Diane supposed that Roxy was of an older dictation of a wolf. Rarely outwardly concerned with anything outside of her pack. She again supposed, while Roxy gripped tightly onto her sleeve as they walked, that she was part of that pack now.
“I think,” Roxy said slowly, “I’d like to go in.”
“Mm.”
She leads Roxy to her apartment. Her gaudy, enough-to-scare-suitors-away apartment. Her parents were inspired by the Palace of Versailles, and the only thing remaining untouched was Diane’s room and her little sister’s, Debbie.
Roxy groaned and slipped her arms around Diane’s waist in the elevator, pressing her head into her shoulder. They hadn’t seen each other in months and she was admittedly starved of the type of attention that Roxy gave her. The type of intimacy they had wasn’t anything she had experienced before.
“Game of Thrones ended so badly.”
“M’yeah?” She knew she didn’t watch it, but Roxy’s opinions formed on how cute the female characters are were always humorous. She untangled herself from her to leave the elevator. Somehow, her hands were constantly ghosting around her, fingers hooking on belt loops and sleeves and anything else she could form a handle out of. She used to tease her about her handsy tendencies but when phrases like safety person and abandonment issues came up in her google searches anything other than encouragement tasted like bile on her tongue.
“I just want everyone to be happy, I guess.” Roxy hums in agreement.
“Happy endings are the best.”
Diane unlocks her apartment door and knocks it open with her hip. Roxy immediately takes off her shoes and latches herself back onto Diane, weaving her hand into hers with expertise.

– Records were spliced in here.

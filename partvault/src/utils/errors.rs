//! Custom error types for the partition vault.

use thiserror::Error;

#[derive(Error, Debug)]
pub enum VaultError {
    #[error("Device not ready: {0}")]
    NotReady(String),

    #[error("Backup validation failed: {0}")]
    Validation(String),

    #[error("Size mismatch for {partition}: image is {image_size} bytes, partition holds {capacity} bytes")]
    SizeMismatch {
        partition: String,
        image_size: u64,
        capacity: u64,
    },

    #[error("Device write failed: {0}")]
    DeviceWrite(String),

    #[error("Manifest parse error: {0}")]
    Parse(String),

    #[error("Not found: {0}")]
    NotFound(String),

    #[error("Operation cancelled")]
    Cancelled,

    #[error("Device error: {0}")]
    Device(String),

    #[error("Configuration error: {0}")]
    Config(String),

    #[error("Crypto error: {0}")]
    Crypto(String),

    #[error("I/O error: {0}")]
    Io(#[from] std::io::Error),

    #[error("Serialization error: {0}")]
    Serialization(#[from] serde_json::Error),

    #[error("Archive error: {0}")]
    Archive(#[from] zip::result::ZipError),
}

pub type Result<T> = std::result::Result<T, VaultError>;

They sit together on the couch and become a creature of eight limbs. The briskness of the day dissipated in the warmth of their entanglement. The two sat like that for a bit on their phones and whispering to each other when Debbie walked in the living room.
“‘Sup losers.”
She squeezed herself into the far end of the couch. Roxy tapped her thigh a few times with her feet while Diane held Roxy closer to her.

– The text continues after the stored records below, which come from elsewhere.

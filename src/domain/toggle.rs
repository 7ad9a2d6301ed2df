// Controlled toggle switch and the console state that owns the switches

/// A two-state switch whose value is owned by its parent.
///
/// The switch only reads `checked` and reports the value it wants next; it
/// never stores or flips anything itself.
pub struct ToggleSwitch<'a> {
    checked: bool,
    on_checked_change: &'a mut dyn FnMut(bool),
}

/// What a switch renders: an ARIA switch with its checked state.
#[derive(Debug, Clone, Copy, PartialEq, Eq)]
pub struct SwitchView {
    pub role: &'static str,
    pub aria_checked: bool,
}

impl SwitchView {
    pub fn new(checked: bool) -> Self {
        Self {
            role: "switch",
            aria_checked: checked,
        }
    }
}

impl<'a> ToggleSwitch<'a> {
    pub fn new(checked: bool, on_checked_change: &'a mut dyn FnMut(bool)) -> Self {
        Self {
            checked,
            on_checked_change,
        }
    }

    pub fn view(&self) -> SwitchView {
        SwitchView::new(self.checked)
    }

    /// User activation: request the negation of the value last provided.
    pub fn activate(&mut self) {
        (self.on_checked_change)(!self.checked);
    }
}

/// The feature switches on the live console panel.
#[derive(Debug, Clone, Copy, PartialEq, Eq, Hash)]
pub enum ConsoleFeature {
    ArView,
    AutoClean,
    SmartFeed,
    MetaverseSync,
}

impl ConsoleFeature {
    pub const ALL: [ConsoleFeature; 4] = [
        ConsoleFeature::ArView,
        ConsoleFeature::AutoClean,
        ConsoleFeature::SmartFeed,
        ConsoleFeature::MetaverseSync,
    ];

    pub fn label(self) -> &'static str {
        match self {
            ConsoleFeature::ArView => "AR/第一视角",
            ConsoleFeature::AutoClean => "自主清洁",
            ConsoleFeature::SmartFeed => "智能投喂",
            ConsoleFeature::MetaverseSync => "元宇宙同步",
        }
    }

    /// Query-string key used when the console state travels in a URL.
    pub fn query_key(self) -> &'static str {
        match self {
            ConsoleFeature::ArView => "ar",
            ConsoleFeature::AutoClean => "clean",
            ConsoleFeature::SmartFeed => "feed",
            ConsoleFeature::MetaverseSync => "meta",
        }
    }
}

/// Owner of the console switch values. Every switch starts switched on.
#[derive(Debug, Clone, Copy, PartialEq, Eq)]
pub struct ConsoleToggles {
    pub ar_view: bool,
    pub auto_clean: bool,
    pub smart_feed: bool,
    pub metaverse_sync: bool,
}

impl Default for ConsoleToggles {
    fn default() -> Self {
        Self {
            ar_view: true,
            auto_clean: true,
            smart_feed: true,
            metaverse_sync: true,
        }
    }
}

impl ConsoleToggles {
    pub fn get(&self, feature: ConsoleFeature) -> bool {
        match feature {
            ConsoleFeature::ArView => self.ar_view,
            ConsoleFeature::AutoClean => self.auto_clean,
            ConsoleFeature::SmartFeed => self.smart_feed,
            ConsoleFeature::MetaverseSync => self.metaverse_sync,
        }
    }

    pub fn view(&self, feature: ConsoleFeature) -> SwitchView {
        SwitchView::new(self.get(feature))
    }

    pub fn set(&mut self, feature: ConsoleFeature, value: bool) {
        *self.slot(feature) = value;
    }

    /// Route one user activation through the feature's switch and apply
    /// whatever value it reports.
    pub fn activate(&mut self, feature: ConsoleFeature) {
        let checked = self.get(feature);
        let slot = self.slot(feature);
        let mut apply = |value: bool| *slot = value;
        ToggleSwitch::new(checked, &mut apply).activate();
    }

    /// The value this feature's switch would report if activated now.
    pub fn requested(&self, feature: ConsoleFeature) -> bool {
        let mut requested = self.get(feature);
        let mut capture = |value: bool| requested = value;
        ToggleSwitch::new(self.get(feature), &mut capture).activate();
        requested
    }

    fn slot(&mut self, feature: ConsoleFeature) -> &mut bool {
        match feature {
            ConsoleFeature::ArView => &mut self.ar_view,
            ConsoleFeature::AutoClean => &mut self.auto_clean,
            ConsoleFeature::SmartFeed => &mut self.smart_feed,
            ConsoleFeature::MetaverseSync => &mut self.metaverse_sync,
        }
    }
}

“Cool socks. Are those.. taco dinosaurs? Are we in 2013?”
“Yo shut up, they’re cool.” Diane said.
Roxy nodded in agreement.
“Never said they weren’t. Damn Diane, what’s gotten into you?”
Diane shrugs because, really, she didn’t know. Roxy was quick to show her something on her phone.
“Look at this.” She pressed her screen close to her. “This says I’m a psychopath.”
Diane squinted at the screen and saw the personality test, one from idrlabs. Sure enough, it read in bold black letters “Psychopathy: 94%”. She snorted. Sure, she believed some of the dumb tests had worth, but this was nothing more to her than some psychology major’s self entitled drivel.
“Well, at least you’re not a machiavel.”